Saved data entries:
◆ ◆ ◆ ◆ ◆ ◆ ◆
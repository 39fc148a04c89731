// deployer/src/main.rs

use ethers::providers::{Http, Provider};
use eyre::{Result, WrapErr};
use std::{process::ExitCode, sync::Arc};
use tracing::{error, info};
use tracing_subscriber::{filter::LevelFilter, EnvFilter};

use social_deployer::{load_config, run_deployment, Config, DeployError, SvmSolc};

// exit status for a deployment whose outcome on-chain is unknown
const EXIT_AMBIGUOUS: u8 = 2;

#[tokio::main]
async fn main() -> ExitCode {
    tracing_subscriber::fmt()
        .with_env_filter(EnvFilter::builder().with_default_directive(LevelFilter::INFO.into()).from_env_lossy())
        .with_target(false)
        .init();

    let config = match load_config() {
        Ok(config) => config,
        Err(e) => {
            error!("invalid configuration: {e:#}");
            return ExitCode::FAILURE;
        }
    };

    match deploy(&config).await {
        Ok(()) => ExitCode::SUCCESS,
        Err(e) => match e.downcast_ref::<DeployError>() {
            Some(deploy_err) => {
                error!(stage = %deploy_err.stage(), "deployment failed: {e:#}");
                if deploy_err.is_ambiguous() {
                    ExitCode::from(EXIT_AMBIGUOUS)
                } else {
                    ExitCode::FAILURE
                }
            }
            None => {
                error!("deployment failed: {e:#}");
                ExitCode::FAILURE
            }
        },
    }
}

async fn deploy(config: &Config) -> Result<()> {
    let provider = Provider::<Http>::try_from(config.rpc_url.as_str())
        .wrap_err_with(|| format!("invalid RPC_URL {}", config.rpc_url))?
        .interval(config.poll_interval);
    let client = Arc::new(provider);

    let outcome = run_deployment(client, Arc::new(SvmSolc::pinned()), config).await?;
    info!(
        address = ?outcome.address,
        tx_hash = ?outcome.tx_hash,
        sender = ?outcome.sender,
        chain_id = outcome.chain_id,
        "Wrote {} with chainId {}",
        outcome.artifact_path.display(),
        outcome.chain_id
    );
    Ok(())
}
// tests/live_node_test.rs
#![cfg(feature = "live_node")] // Only compile when live_node feature is enabled

// Needs a dev node with unlocked accounts (anvil, hardhat, ganache) on RPC_URL
// and network access for the first solc download:
//   anvil &
//   cargo test --features live_node -- --ignored

use ethers::providers::{Http, Middleware, Provider};
use eyre::Result;
use social_deployer::{run_deployment, Config, DeploymentArtifact, SvmSolc};
use std::{collections::HashMap, sync::Arc, time::Duration};

#[tokio::test]
#[ignore]
async fn deploys_fixture_twice_against_local_node() -> Result<()> {
    let _ = tracing_subscriber::fmt().with_test_writer().try_init();

    let dir = tempfile::tempdir()?;
    let artifact_path = dir.path().join("static/contract.json");
    let rpc_url = std::env::var("RPC_URL").unwrap_or_else(|_| "http://127.0.0.1:8545".to_string());
    let vars = HashMap::from([
        ("RPC_URL", rpc_url.clone()),
        ("CONTRACT_PATH", concat!(env!("CARGO_MANIFEST_DIR"), "/tests/fixtures/Social.sol").to_string()),
        ("ARTIFACT_PATH", artifact_path.to_string_lossy().into_owned()),
        ("POLL_INTERVAL_MS", "100".to_string()),
    ]);
    let config = Config::from_lookup(|key| vars.get(key).cloned())?;

    let provider = Provider::<Http>::try_from(rpc_url.as_str())?.interval(Duration::from_millis(100));
    let node_chain_id = provider.get_chainid().await?.as_u64();
    let client = Arc::new(provider);
    let compiler = Arc::new(SvmSolc::pinned());

    let first = run_deployment(client.clone(), compiler.clone(), &config).await?;
    let artifact = DeploymentArtifact::load(&artifact_path)?.expect("artifact written");
    assert_eq!(artifact.address, first.address);
    assert_eq!(artifact.chain_id, node_chain_id);
    assert!(!artifact.abi.as_array().unwrap().is_empty());

    let second = run_deployment(client, compiler, &config).await?;
    let redeployed = DeploymentArtifact::load(&artifact_path)?.expect("artifact written");
    assert_ne!(second.address, first.address);
    assert_eq!(redeployed.address, second.address);
    assert_eq!(redeployed.abi, artifact.abi);
    Ok(())
}
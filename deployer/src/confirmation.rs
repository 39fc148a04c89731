// deployer/src/confirmation.rs

use ethers::{
    providers::Middleware,
    types::{Address, TransactionReceipt, TxHash, U256, U64},
};
use std::time::Duration;
use tokio::time::{sleep, timeout, Instant};
use tracing::{debug, info, instrument, warn};

use crate::error::DeployError;

const TX_CONFIRMATION_TIMEOUT_SECS: u64 = 120;
const TX_POLLING_INTERVAL_MS: u64 = 1_000;
const TX_FAILED_STATUS: U64 = U64([0]);

#[derive(Debug, Clone, Copy, PartialEq, Eq)]
pub struct ConfirmationPolicy {
    /// Upper bound on the whole wait.
    pub timeout: Duration,
    pub poll_interval: Duration,
}

impl Default for ConfirmationPolicy {
    fn default() -> Self {
        Self {
            timeout: Duration::from_secs(TX_CONFIRMATION_TIMEOUT_SECS),
            poll_interval: Duration::from_millis(TX_POLLING_INTERVAL_MS),
        }
    }
}

/// A mined, successful contract creation.
#[derive(Debug, Clone, PartialEq, Eq)]
pub struct DeployedContract {
    pub address: Address,
    pub tx_hash: TxHash,
    pub block_number: Option<U64>,
    pub gas_used: Option<U256>,
}

/// Polls for the receipt of `tx_hash` until it is mined or `policy.timeout` elapses.
#[instrument(skip(client, policy), fields(timeout = ?policy.timeout))]
pub async fn wait_for_deployment<M: Middleware>(
    client: &M,
    tx_hash: TxHash,
    policy: &ConfirmationPolicy,
) -> Result<DeployedContract, DeployError> {
    let started = Instant::now();
    let receipt = timeout(policy.timeout, poll_receipt(client, tx_hash, policy.poll_interval))
        .await
        .map_err(|_| {
            warn!(?tx_hash, "Timed out waiting for receipt; the deployment may still land");
            DeployError::ConfirmationTimeout { tx_hash, waited: started.elapsed() }
        })?;
    deployed_contract_from_receipt(receipt)
}

async fn poll_receipt<M: Middleware>(client: &M, tx_hash: TxHash, interval: Duration) -> TransactionReceipt {
    let mut polls: u32 = 0;
    loop {
        polls += 1;
        match client.get_transaction_receipt(tx_hash).await {
            Ok(Some(receipt)) => {
                debug!(polls, "Receipt found");
                return receipt;
            }
            Ok(None) => debug!(polls, "Transaction still pending"),
            Err(e) => warn!(polls, error = %e, "Receipt query failed, retrying"),
        }
        sleep(interval).await;
    }
}

/// Turns a mined receipt into the deployed address, or a revert.
pub fn deployed_contract_from_receipt(receipt: TransactionReceipt) -> Result<DeployedContract, DeployError> {
    let tx_hash = receipt.transaction_hash;
    let reverted = receipt.status == Some(TX_FAILED_STATUS);
    match receipt.contract_address {
        Some(address) if !reverted => {
            info!(?address, block = ?receipt.block_number, gas_used = ?receipt.gas_used, "Deployment mined");
            Ok(DeployedContract {
                address,
                tx_hash,
                block_number: receipt.block_number,
                gas_used: receipt.gas_used,
            })
        }
        _ => Err(DeployError::RevertedDeployment { tx_hash, status: receipt.status.map(|s| s.as_u64()) }),
    }
}
use std::fmt;

/// Sentinel recorded for the stage the untaken solve path skipped.
pub const SKIPPED: f64 = -999.0;

/// Named computation stages of one multiplier solve.
///
/// The string keys are fixed: training loops merge them verbatim into their
/// own per-iteration timing maps.
#[derive(Debug, Clone, Copy, PartialEq, Eq, Hash)]
#[cfg_attr(feature = "serde", derive(serde::Serialize, serde::Deserialize))]
pub enum Stage {
    ComputeLossJacobian,
    ComputeConstraintJacobian,
    ComputeGram,
    ComputePreMultipliers,
    Cholesky,
    CholeskySolve,
    LeastSquares,
    Errored,
}

impl Stage {
    /// Fixed external key for this stage.
    pub fn key(self) -> &'static str {
        match self {
            Stage::ComputeLossJacobian => "exact multipliers: compute loss jacobian",
            Stage::ComputeConstraintJacobian => "exact multipliers: compute constraint jacobian",
            Stage::ComputeGram => "exact multipliers: compute gram matrix",
            Stage::ComputePreMultipliers => "exact multipliers: compute pre-multipliers",
            Stage::Cholesky => "exact multipliers: cholesky",
            Stage::CholeskySolve => "exact multipliers: cholesky solve",
            Stage::LeastSquares => "exact multipliers: least squares",
            Stage::Errored => "exact multipliers: errored",
        }
    }
}

impl fmt::Display for Stage {
    fn fmt(&self, f: &mut fmt::Formatter<'_>) -> fmt::Result {
        f.write_str(self.key())
    }
}

/// Per-stage wall-clock seconds for one multiplier solve.
///
/// A fixed record rather than a string-keyed map: the stage set is closed.
/// Exactly one of `cholesky_solve` / `least_squares` holds [`SKIPPED`] per
/// solve, depending on which path ran; `cholesky` always holds the time spent
/// attempting the factorization, even when the attempt failed. `errored`
/// records whether the least-squares fallback ran.
#[derive(Debug, Clone, Copy, PartialEq, Default)]
#[cfg_attr(feature = "serde", derive(serde::Serialize, serde::Deserialize))]
pub struct SolveTimings {
    pub compute_loss_jacobian: f64,
    pub compute_constraint_jacobian: f64,
    pub compute_gram: f64,
    pub compute_pre_multipliers: f64,
    pub cholesky: f64,
    pub cholesky_solve: f64,
    pub least_squares: f64,
    pub errored: bool,
}

impl SolveTimings {
    /// Stage keys and elapsed seconds, in stage order, for merging into a
    /// caller-owned map. `errored` is a flag rather than a duration; read it
    /// from the field directly.
    pub fn entries(&self) -> [(&'static str, f64); 7] {
        [
            (Stage::ComputeLossJacobian.key(), self.compute_loss_jacobian),
            (
                Stage::ComputeConstraintJacobian.key(),
                self.compute_constraint_jacobian,
            ),
            (Stage::ComputeGram.key(), self.compute_gram),
            (Stage::ComputePreMultipliers.key(), self.compute_pre_multipliers),
            (Stage::Cholesky.key(), self.cholesky),
            (Stage::CholeskySolve.key(), self.cholesky_solve),
            (Stage::LeastSquares.key(), self.least_squares),
        ]
    }
}

#[cfg(test)]
mod tests {
    use super::*;

    #[test]
    fn stage_keys_are_stable() {
        assert_eq!(
            Stage::ComputeLossJacobian.key(),
            "exact multipliers: compute loss jacobian"
        );
        assert_eq!(Stage::Cholesky.key(), "exact multipliers: cholesky");
        assert_eq!(Stage::CholeskySolve.key(), "exact multipliers: cholesky solve");
        assert_eq!(Stage::LeastSquares.key(), "exact multipliers: least squares");
        assert_eq!(Stage::Errored.key(), "exact multipliers: errored");
    }

    #[test]
    fn entries_cover_every_duration_stage_once() {
        let timings = SolveTimings {
            compute_loss_jacobian: 1.0,
            compute_constraint_jacobian: 2.0,
            compute_gram: 3.0,
            compute_pre_multipliers: 4.0,
            cholesky: 5.0,
            cholesky_solve: 6.0,
            least_squares: SKIPPED,
            errored: false,
        };
        let entries = timings.entries();
        assert_eq!(entries.len(), 7);
        let mut keys: Vec<&str> = entries.iter().map(|(k, _)| *k).collect();
        keys.sort_unstable();
        keys.dedup();
        assert_eq!(keys.len(), 7, "duplicate stage key");
        assert_eq!(entries[6], (Stage::LeastSquares.key(), SKIPPED));
    }
}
◆ ◆ ◆ ◆ ◆ ◆ ◆
_WHAT YOU WILL DO_: Every line that holds the string "seconds" must be copied from the records above.

_TASK SOLUTION_:
/// Per-stage wall-clock seconds for one multiplier solve.
    /// Stage keys and elapsed seconds, in stage order, for merging into a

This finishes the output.